Thursday 24 July 2008

Bitterness, thy name is diva


Well holy fuck.

Pardon the profanity, but I'm really pissed at the universe. Again.

Quel surprise.

I'm just damned sick and tired of being infertile and being crapped on by the babydust bitch.

That little tramp decided she'd left me alone for far too long and so today, she pulled up in her scuzzy paneled van and threw a flaming bag of poo at my doorstep.

And it stinks.

Yes, we're back in fertility land. I've kept a bit quiet about it because it's been awhile and I'm really trying to not have it dominate my entire being as it has in the past. And I had been doing a somewhat decent job of it.

Until lately.

So yeah, things aren't going according to plan. Which sucks hairy ass, 'cause as we started this whole thing, we were told that we were going into it with ideal conditions.

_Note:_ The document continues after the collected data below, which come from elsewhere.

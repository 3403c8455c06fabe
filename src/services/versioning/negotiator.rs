//! Per-request API version negotiation.
//!
//! Sources are consulted in a fixed order and the first one that names a
//! supported version wins:
//!
//! 1. path segment `/v<N>/`
//! 2. `X-API-Version: v<N>`
//! 3. `Accept: ...; version=<N>`
//! 4. the configured default
//!
//! A source that is present but names an unsupported version is treated as
//! absent. Negotiation never fails.

use axum::http::{HeaderMap, HeaderName, header};
use serde::Serialize;

use super::types::{ApiVersion, VersionPolicy};

pub const API_VERSION_HEADER: HeaderName = HeaderName::from_static("x-api-version");

#[derive(Debug, Clone, Copy, PartialEq, Eq, Serialize)]
#[serde(rename_all = "snake_case")]
pub enum NegotiationSource {
    Path,
    HeaderExplicit,
    HeaderAccept,
    Default,
}

#[derive(Debug, Clone, Copy, PartialEq, Eq, Serialize)]
pub struct NegotiationResult {
    pub version: ApiVersion,
    pub source: NegotiationSource,
}

#[derive(Debug, Clone)]
pub struct VersionNegotiator {
    policy: VersionPolicy,
}

impl VersionNegotiator {
    pub fn new(policy: VersionPolicy) -> Self {
        Self { policy }
    }

    pub fn policy(&self) -> &VersionPolicy {
        &self.policy
    }

    pub fn negotiate(&self, path: &str, headers: &HeaderMap) -> NegotiationResult {
        if let Some(version) = path_version(path).and_then(|d| self.policy.resolve_digits(d)) {
            return NegotiationResult {
                version,
                source: NegotiationSource::Path,
            };
        }

        if let Some(version) = explicit_version(headers).and_then(|raw| self.policy.resolve(raw)) {
            return NegotiationResult {
                version,
                source: NegotiationSource::HeaderExplicit,
            };
        }

        if let Some(version) = accept_version(headers).and_then(|d| self.policy.resolve_digits(d)) {
            return NegotiationResult {
                version,
                source: NegotiationSource::HeaderAccept,
            };
        }

        NegotiationResult {
            version: self.policy.default_version(),
            source: NegotiationSource::Default,
        }
    }
}

/// Digits of the first `/v<digits>/` in `path`.
fn path_version(path: &str) -> Option<&str> {
    path.match_indices("/v").find_map(|(idx, _)| {
        let rest = &path[idx + 2..];
        let len = rest.bytes().take_while(u8::is_ascii_digit).count();
        (len > 0 && rest[len..].starts_with('/')).then(|| &rest[..len])
    })
}

fn explicit_version(headers: &HeaderMap) -> Option<&str> {
    headers
        .get(API_VERSION_HEADER)
        .and_then(|v| v.to_str().ok())
        .map(str::trim)
        .filter(|v| !v.is_empty())
}

/// Digits of the first `version=<digits>` media-type parameter across all
/// `Accept` headers. Quoted values are accepted.
fn accept_version(headers: &HeaderMap) -> Option<&str> {
    headers
        .get_all(header::ACCEPT)
        .iter()
        .filter_map(|v| v.to_str().ok())
        .flat_map(|v| v.split(','))
        .flat_map(|range| range.split(';').skip(1))
        .find_map(|param| {
            let (key, value) = param.split_once('=')?;
            if !key.trim().eq_ignore_ascii_case("version") {
                return None;
            }
            let value = value.trim().trim_matches('"');
            (!value.is_empty() && value.bytes().all(|b| b.is_ascii_digit())).then_some(value)
        })
}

And no one had ever said that to us before, so you can imagine how we clung to that like a lifeline.

Well, now it appears as though we're drowning, and someone's yanked our precious floatation device right out from underneath us.

Bitterness, today thy name is most indeed diva.

Now, I should say that all hope is not lost. We're not completely out yet. But it really is looking that way. So I've done my crying (not all of it, I'm sure - but I do need to rehydrate in order to actually get my body to produce new tears) and I'm in my angry, bitter phase.

I do hope it's all for nothing, and that tomorrow I look like a real stupid diva for getting all riled up over what might actually never materialize. I'd happily take back this post and all the crappy things I said about the universe if she actually comes through for us just this one time.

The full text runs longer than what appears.